Letterman Tells Walters He Regrets Treatment Of Lewinsky

On the 'Late Show,' David Letterman and Barbara Walters got retrospective as they look to retirement, and Letterman revealed a big regret.
Posted at 9:20 AM, May 15, 2014

One last meeting of two media titans. Wednesday night Barbara Walters was a guest on the "Late Show." With both she and David Letterman on the verge of retirement, it was quite a retrospective conversation — and Letterman revealed a regret.

Monica Lewinsky's recent article in Vanity Fair came up, because, of course...

Walters famously interviewed her after her 1990s affair scandal with President Bill Clinton. (Via ABC)

“I started to feel bad because myself and other people with shows like this made relentless jokes."

“I feel bad about my role in helping push the humiliation to the point of suffocation.”

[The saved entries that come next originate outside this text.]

//! Pose and point types shared across the pipeline.

use serde::{Deserialize, Serialize};

/// A 2D point in robot-local metric units.
#[derive(Debug, Clone, Copy, PartialEq, Default, Serialize, Deserialize)]
pub struct Point2D {
    /// X coordinate
    pub x: f32,
    /// Y coordinate
    pub y: f32,
}

impl Point2D {
    /// Create a new point.
    #[inline]
    pub fn new(x: f32, y: f32) -> Self {
        Self { x, y }
    }

    /// Origin point.
    pub const ZERO: Point2D = Point2D { x: 0.0, y: 0.0 };
}

impl std::ops::Add for Point2D {
    type Output = Point2D;

    #[inline]
    fn add(self, rhs: Point2D) -> Point2D {
        Point2D::new(self.x + rhs.x, self.y + rhs.y)
    }
}

impl std::ops::Sub for Point2D {
    type Output = Point2D;

    #[inline]
    fn sub(self, rhs: Point2D) -> Point2D {
        Point2D::new(self.x - rhs.x, self.y - rhs.y)
    }
}

impl std::ops::Mul<f32> for Point2D {
    type Output = Point2D;

    #[inline]
    fn mul(self, k: f32) -> Point2D {
        Point2D::new(self.x * k, self.y * k)
    }
}

/// Robot pose in 2D space.
///
/// Position in robot-local metric units, heading in radians. Heading zero
/// points along +Y (the robot's forward axis is `(-sin θ, cos θ)`).
#[derive(Debug, Clone, Copy, PartialEq, Serialize, Deserialize)]
pub struct Pose2D {
    /// X position
    pub x: f32,
    /// Y position
    pub y: f32,
    /// Heading in radians
    pub theta: f32,
}

impl Pose2D {
    /// Create a new pose.
    #[inline]
    pub fn new(x: f32, y: f32, theta: f32) -> Self {
        Self { x, y, theta }
    }

    /// Identity pose at origin with zero heading.
    #[inline]
    pub fn identity() -> Self {
        Self {
            x: 0.0,
            y: 0.0,
            theta: 0.0,
        }
    }

    /// Position component.
    #[inline]
    pub fn position(&self) -> Point2D {
        Point2D::new(self.x, self.y)
    }

    /// Unit vector along the robot's forward axis for this heading.
    #[inline]
    pub fn forward(&self) -> Point2D {
        Point2D::new(-self.theta.sin(), self.theta.cos())
    }
}

impl Default for Pose2D {
    fn default() -> Self {
        Self::identity()
    }
}

#[cfg(test)]
mod tests {
    use super::*;
    use approx::assert_relative_eq;

    #[test]
    fn forward_axis_at_zero_heading_is_plus_y() {
        let pose = Pose2D::identity();
        let f = pose.forward();
        assert_relative_eq!(f.x, 0.0);
        assert_relative_eq!(f.y, 1.0);
    }

    #[test]
    fn point_arithmetic() {
        let p = Point2D::new(1.0, 2.0) + Point2D::new(3.0, -1.0) * 2.0;
        assert_relative_eq!(p.x, 7.0);
        assert_relative_eq!(p.y, 0.0);
    }
}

“Good, then we can stop it.” (Via CBS)

In her article, Lewinsky talks about the pain of the constant media critique and ridicule she underwent during the scandal. Since then, she hasn't been able to leave it behind — she even gets rejected for jobs.

The Washington Post dubbed Walters' and Letterman's conversation "...fascinating, as the way it only can [be] between two people who have been in the business as long as they have."

Letterman even compared the scandal to the recent viral video of Solange Knowles seemingly attacking Jay Z. He wondered if it was fair to make jokes because the three are famous, or if it needed to be recognized as a "sad human situation." (Via TMZ)

Letterman also said he felt particulary bad because Lewinsky was so young at the time, in her early 20s, as he put it "just a kid." Kind to say, maybe, but Walters pointed out she had never heard Lewinsky use her young age as an excuse. 

As for Lewinsky's job status, Letterman asked if Walters had ever offered her a position on "The View."The longtime host wouldn't get into details, but said there'd been an opportunity, but it isn't the type of job Lewinsky wants.

Walters' last day on "The View" is this week.